According to the NAACP, “African Americans now constitute nearly 1 million of the total 2.3 million incarcerated population” (x) which clearly indicates bias and discrimination within the system, as African Americans make up roughly 13% of the total U.S. population and yet represent close to 50% of individuals in jail or prison. It doesn’t take a mathematician to see that these numbers don’t match up, and yet so many people deny the existence of statistically provable institutionalized racism in our beautiful United States of America. This is largely due to the fact that racist policies have moved from Jim Crow and the KKK to “New Jim Crow”, as is discussed in the reading for this week. One recently published book by Ian Haney López, Dog Whistle Politics: How Coded Racial Appeals have Reinvented Racism and Wrecked the Middle Class, examines in-depth the language used by the likes of Clinton and Reagan to appear colorblind, unbiased, and politically correct in order to disguise true underlying racist and classist biases and policies.

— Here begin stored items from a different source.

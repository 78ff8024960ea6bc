// ============================================
// Similarity Engine
// ============================================
//
// Dense user x user cosine similarity over the rows of the centered matrix:
//
//   cos(u, v) = (u . v) / (||u|| x ||v||)
//
// Dot products are accumulated sparsely: for each song u rated, walk the
// column of users who also rated it. Only pairs with u <= v are computed and
// then mirrored, so the result is exactly symmetric.
//
// Zero-vector convention: any pair involving a zero-norm row has similarity
// 0.0, including the diagonal entry of that row. Nonzero-norm rows have a
// diagonal of exactly 1.0.
//
// Cost is O(num_users^2) memory. An approximate nearest-neighbour index can
// replace this matrix for large catalogues as long as it keeps the
// `similar_users` contract.

use crate::services::row_accumulator::RowAccumulator;
use crate::services::RatingMatrix;
use ndarray::{Array2, ArrayView1};
use sprs::CsMat;
use tracing::debug;

#[derive(Debug, Clone)]
pub struct SimilarityMatrix {
    scores: Array2<f64>,
}

impl SimilarityMatrix {
    pub fn compute(centered: &RatingMatrix) -> Self {
        let num_users = centered.num_users();

        let l2norms: Vec<f64> = (0..num_users)
            .map(|user| {
                centered
                    .row_entries(user)
                    .map(|(_, value)| value * value)
                    .sum::<f64>()
                    .sqrt()
            })
            .collect();

        let by_item: CsMat<f64> = centered.as_csr().to_csc();
        let item_ptr = by_item.indptr();
        let raters = by_item.indices();
        let rater_values = by_item.data();

        let mut scores = Array2::zeros((num_users, num_users));
        let mut accumulator = RowAccumulator::new(num_users);

        for user in 0..num_users {
            for (item, value) in centered.row_entries(user) {
                for position in item_ptr.outer_inds_sz(item) {
                    let other = raters[position];
                    if other >= user {
                        accumulator.add_to(other, rater_values[position] * value);
                    }
                }
            }

            for (other, dot) in accumulator.drain() {
                let similarity = cosine(dot, l2norms[user], l2norms[other]);
                scores[[user, other]] = similarity;
                scores[[other, user]] = similarity;
            }

            if l2norms[user] > 0.0 {
                scores[[user, user]] = 1.0;
            }
        }

        debug!(num_users, "User similarity matrix computed");

        Self { scores }
    }

    pub fn num_users(&self) -> usize {
        self.scores.nrows()
    }

    pub fn get(&self, user: usize, other: usize) -> Option<f64> {
        self.scores.get([user, other]).copied()
    }

    pub fn row(&self, user: usize) -> Option<ArrayView1<'_, f64>> {
        if user < self.num_users() {
            Some(self.scores.row(user))
        } else {
            None
        }
    }

    pub fn as_array(&self) -> &Array2<f64> {
        &self.scores
    }
}

fn cosine(dot: f64, norm_a: f64, norm_b: f64) -> f64 {
    if norm_a == 0.0 || norm_b == 0.0 {
        0.0
    } else {
        (dot / (norm_a * norm_b)).clamp(-1.0, 1.0)
    }
}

I would recommend giving this book a flip-through, as it sheds light on our politicians and our media, revealing discrimination and 1984-esque “newspeak” that is present in the very sources that we normally look to for information, education, and enlightenment. Another great tool to check out is The Sentencing Project, which takes a look at racial disparities within the American justice system and proposes reform projects.

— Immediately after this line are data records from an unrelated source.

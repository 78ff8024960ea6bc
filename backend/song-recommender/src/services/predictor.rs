use crate::error::Result;
use crate::services::neighbors::{similar_users, SimilarUser};
use crate::services::{CenteredMatrix, SimilarityMatrix};
use std::cmp::Ordering;
use std::collections::BTreeMap;

#[derive(Debug, Clone, Copy, PartialEq)]
pub struct ItemScore {
    pub item: usize,
    pub score: f64,
}

/// Predict centered scores for the songs `user` has not rated.
///
/// Algorithm:
/// 1. Select the `k` most similar other users
/// 2. For each song absent from the user's row, combine the neighbours that
///    did rate it: score = Σ(sim × centered_rating) / Σ(sim)
/// 3. Drop songs whose similarity sum is not positive (nobody rated them, or
///    only dissimilar users did)
/// 4. Sort by score descending; ties keep ascending song index
pub fn predict(
    centered: &CenteredMatrix,
    similarities: &SimilarityMatrix,
    user: usize,
    k: usize,
) -> Result<Vec<ItemScore>> {
    let neighbors = similar_users(similarities, user, k)?;
    Ok(predict_from_neighbors(centered, user, &neighbors))
}

pub(crate) fn predict_from_neighbors(
    centered: &CenteredMatrix,
    user: usize,
    neighbors: &[SimilarUser],
) -> Vec<ItemScore> {
    let ratings = centered.ratings();

    // item -> (weighted sum, similarity sum)
    let mut accumulated: BTreeMap<usize, (f64, f64)> = BTreeMap::new();

    for neighbor in neighbors {
        for (item, centered_rating) in ratings.row_entries(neighbor.user) {
            if ratings.is_present(user, item) {
                continue;
            }
            let entry = accumulated.entry(item).or_insert((0.0, 0.0));
            entry.0 += neighbor.similarity * centered_rating;
            entry.1 += neighbor.similarity;
        }
    }

    let mut predictions: Vec<ItemScore> = accumulated
        .into_iter()
        .filter(|(_, (_, total_similarity))| *total_similarity > 0.0)
        .map(|(item, (weighted_sum, total_similarity))| ItemScore {
            item,
            score: weighted_sum / total_similarity,
        })
        .collect();

    predictions.sort_by(|a, b| b.score.partial_cmp(&a.score).unwrap_or(Ordering::Equal));

    predictions
}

This is an extremely pressing and serious issue, and the public needs to have their eyes opened to the new ways in which racism is subtly integrated into our American way of life. But besides grassroots and org efforts, how can such a large, complex, and historically rooted system of inequality be dismantled? There was a recent discussion on the news of the new requirement of Los Angeles police officers to wear small video cameras on their uniforms in order to increase police accountability and to limit biases. In my opinion, this may be just the sort of thing needed to begin fighting institutionalized racism in the criminal justice system, but do you think it will be good enough? Is this the type of policy we need, and will it be effective, or will it bring up even more issues? What do you think?